• _WHAT THE TASK ASKS_
Report every line of the listing below in which the string "filter" appears.
______
//! Step dependency graph.
//!
//! Each target expands into a DAG of [`Step`]s. Edges come in two kinds:
//! [`Dependency::Requires`] means the downstream step is skipped unless the
//! upstream one succeeded; [`Dependency::After`] only orders them.

use super::target::Target;
use crate::bundler::{Arch, Error, Result};
use petgraph::Direction;
use petgraph::graph::{DiGraph, NodeIndex};
use petgraph::visit::EdgeRef;
use std::collections::{BTreeSet, HashMap};
use std::fmt;

/// One unit of pipeline work.
#[derive(Clone, Copy, Debug, Eq, PartialEq, Hash)]
pub enum Step {
    Clean,
    CleanEnvironments,
    Provision(Arch),
    Freeze(Arch),
    Inspect,
    Sign(Arch),
    CheckSignature(Arch),
    Package(Arch),
    WriteManifest,
    Notarize(Arch),
    Staple(Arch),
    Launch(Arch),
}

impl Step {
    /// Architecture this step acts on, if it is architecture-specific.
    pub fn arch(&self) -> Option<Arch> {
        match self {
            Step::Provision(a)
            | Step::Freeze(a)
            | Step::Sign(a)
            | Step::CheckSignature(a)
            | Step::Package(a)
            | Step::Notarize(a)
            | Step::Staple(a)
            | Step::Launch(a) => Some(*a),
            Step::Clean | Step::CleanEnvironments | Step::Inspect | Step::WriteManifest => None,
        }
    }
}

impl fmt::Display for Step {
    fn fmt(&self, f: &mut fmt::Formatter<'_>) -> fmt::Result {
        let name = match self {
            Step::Clean => "clean",
            Step::CleanEnvironments => "clean-environments",
            Step::Provision(_) => "provision",
            Step::Freeze(_) => "freeze",
            Step::Inspect => "inspect",
            Step::Sign(_) => "sign",
            Step::CheckSignature(_) => "check-signature",
            Step::Package(_) => "package",
            Step::WriteManifest => "write-manifest",
            Step::Notarize(_) => "notarize",
            Step::Staple(_) => "staple",
            Step::Launch(_) => "launch",
        };
        match self.arch() {
            Some(arch) => write!(f, "{name} ({arch})"),
            None => f.write_str(name),
        }
    }
}

/// Edge kind between two steps.
#[derive(Clone, Copy, Debug, Eq, PartialEq)]
pub enum Dependency {
    /// Downstream runs only if upstream succeeded.
    Requires,
    /// Downstream runs after upstream, whatever its outcome.
    After,
}

/// Steps of one target and the edges between them.
#[derive(Debug, Default)]
pub struct PipelineGraph {
    graph: DiGraph<Step, Dependency>,
    nodes: HashMap<Step, NodeIndex>,
}

impl PipelineGraph {
    /// Expand `target` into its step graph.
    pub fn for_target(target: Target) -> Self {
        let mut g = PipelineGraph::default();
        match target {
            Target::Provision(arch) => {
                g.add(Step::Provision(arch));
            }
            Target::Build(arch) => g.add_build(arch, None),
            Target::BuildAll => g.add_build_all(),
            Target::PackageForDistribution => {
                g.add_build_all();
                for arch in Arch::ALL {
                    g.requires(Step::Freeze(arch), Step::Sign(arch));
                    g.after(Step::Sign(arch), Step::CheckSignature(arch));
                    g.requires(Step::Sign(arch), Step::Package(arch));
                    g.after(Step::CheckSignature(arch), Step::Package(arch));
                    g.after(Step::Package(arch), Step::Inspect);
                }
                g.after(Step::Inspect, Step::WriteManifest);
            }
            Target::Notarize => {
                for arch in Arch::ALL {
                    g.requires(Step::Notarize(arch), Step::Staple(arch));
                }
            }
            Target::Verify => {
                for arch in Arch::ALL {
                    g.after(Step::CheckSignature(arch), Step::Inspect);
                }
            }
            Target::Clean => {
                g.add(Step::Clean);
            }
            Target::CleanEnvironments => {
                g.add(Step::CleanEnvironments);
            }
            Target::Launch(arch) => {
                g.add(Step::Launch(arch));
            }
        }
        g
    }

    fn add_build(&mut self, arch: Arch, after: Option<Step>) {
        if let Some(first) = after {
            self.after(first, Step::Provision(arch));
        }
        self.requires(Step::Provision(arch), Step::Freeze(arch));
    }

    fn add_build_all(&mut self) {
        self.add(Step::Clean);
        for arch in Arch::ALL {
            self.add_build(arch, Some(Step::Clean));
        }
        for arch in Arch::ALL {
            self.after(Step::Freeze(arch), Step::Inspect);
        }
    }

    /// Insert a step once; later calls return the existing node.
    fn add(&mut self, step: Step) -> NodeIndex {
        if let Some(index) = self.nodes.get(&step) {
            return *index;
        }
        let index = self.graph.add_node(step);
        self.nodes.insert(step, index);
        index
    }

    fn edge(&mut self, from: Step, to: Step, kind: Dependency) {
        let a = self.add(from);
        let b = self.add(to);
        self.graph.update_edge(a, b, kind);
    }

    fn requires(&mut self, upstream: Step, downstream: Step) {
        self.edge(upstream, downstream, Dependency::Requires);
    }

    fn after(&mut self, upstream: Step, downstream: Step) {
        self.edge(upstream, downstream, Dependency::After);
    }

    /// Every step in the graph, in insertion order.
    pub fn steps(&self) -> Vec<Step> {
        self.graph.node_weights().copied().collect()
    }

    pub fn contains(&self, step: Step) -> bool {
        self.nodes.contains_key(&step)
    }

    /// Steps `step` depends on through a [`Dependency::Requires`] edge.
    pub fn required_by(&self, step: Step) -> Vec<Step> {
        let Some(index) = self.nodes.get(&step) else {
            return Vec::new();
        };
        self.graph
            .edges_directed(*index, Direction::Incoming)
            .filter(|e| *e.weight() == Dependency::Requires)
            .map(|e| self.graph[e.source()])
            .collect()
    }

    /// Execution order: Kahn's algorithm, ties broken by insertion order.
    ///
    /// Insertion is architecture-major, so arm64 work precedes x86_64 work
    /// whenever the edges allow it.
    pub fn execution_order(&self) -> Result<Vec<Step>> {
        let mut in_degree: Vec<usize> = self
            .graph
            .node_indices()
            .map(|n| self.graph.edges_directed(n, Direction::Incoming).count())
            .collect();

        let mut ready: BTreeSet<usize> = in_degree
            .iter()
            .enumerate()
            .filter(|(_, d)| **d == 0)
            .map(|(i, _)| i)
            .collect();

        let mut order = Vec::with_capacity(in_degree.len());
        while let Some(next) = ready.pop_first() {
            let node = NodeIndex::new(next);
            order.push(self.graph[node]);
            for neighbor in self.graph.neighbors_directed(node, Direction::Outgoing) {
                let degree = &mut in_degree[neighbor.index()];
                *degree -= 1;
                if *degree == 0 {
                    ready.insert(neighbor.index());
                }
            }
        }

        if order.len() != self.graph.node_count() {
            return Err(Error::GenericError(
                "step graph contains a cycle".to_string(),
            ));
        }
        Ok(order)
    }
}

#[cfg(test)]
mod tests {
    use super::*;
    use Arch::{Arm64, X86_64};

    fn order(target: Target) -> Vec<Step> {
        PipelineGraph::for_target(target).execution_order().unwrap()
    }

    #[test]
    fn build_is_provision_then_freeze() {
        assert_eq!(
            order(Target::Build(X86_64)),
            vec![Step::Provision(X86_64), Step::Freeze(X86_64)]
        );
    }

    #[test]
    fn build_all_is_architecture_major() {
        assert_eq!(
            order(Target::BuildAll),
            vec![
                Step::Clean,
                Step::Provision(Arm64),
                Step::Freeze(Arm64),
                Step::Provision(X86_64),
                Step::Freeze(X86_64),
                Step::Inspect,
            ]
        );
    }

    #[test]
    fn package_for_distribution_orders_every_stage() {
        assert_eq!(
            order(Target::PackageForDistribution),
            vec![
                Step::Clean,
                Step::Provision(Arm64),
                Step::Freeze(Arm64),
                Step::Provision(X86_64),
                Step::Freeze(X86_64),
                Step::Sign(Arm64),
                Step::CheckSignature(Arm64),
                Step::Package(Arm64),
                Step::Sign(X86_64),
                Step::CheckSignature(X86_64),
                Step::Package(X86_64),
                Step::Inspect,
                Step::WriteManifest,
            ]
        );
    }

    #[test]
    fn staple_requires_notarize_of_same_arch() {
        let graph = PipelineGraph::for_target(Target::Notarize);
        assert_eq!(graph.required_by(Step::Staple(Arm64)), vec![Step::Notarize(Arm64)]);
        assert_eq!(graph.required_by(Step::Staple(X86_64)), vec![Step::Notarize(X86_64)]);
        assert_eq!(
            graph.execution_order().unwrap(),
            vec![
                Step::Notarize(Arm64),
                Step::Staple(Arm64),
                Step::Notarize(X86_64),
                Step::Staple(X86_64),
            ]
        );
    }

    #[test]
    fn inspect_only_orders_after_freeze() {
        let graph = PipelineGraph::for_target(Target::BuildAll);
        assert!(graph.required_by(Step::Inspect).is_empty());
        assert!(graph.required_by(Step::Provision(Arm64)).is_empty());
        assert_eq!(graph.required_by(Step::Freeze(Arm64)), vec![Step::Provision(Arm64)]);
    }

    #[test]
    fn verify_never_builds() {
        let graph = PipelineGraph::for_target(Target::Verify);
        assert!(!graph.contains(Step::Freeze(Arm64)));
        assert!(!graph.contains(Step::Sign(Arm64)));
        assert_eq!(graph.steps().len(), 3);
    }

    #[test]
    fn cycles_are_reported() {
        let mut graph = PipelineGraph::default();
        graph.after(Step::Inspect, Step::WriteManifest);
        graph.after(Step::WriteManifest, Step::Inspect);
        assert!(graph.execution_order().is_err());
    }
}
______
• _EXERCISE SOLUTION_
            .filter(|e| *e.weight() == Dependency::Requires)
            .filter(|(_, d)| **d == 0)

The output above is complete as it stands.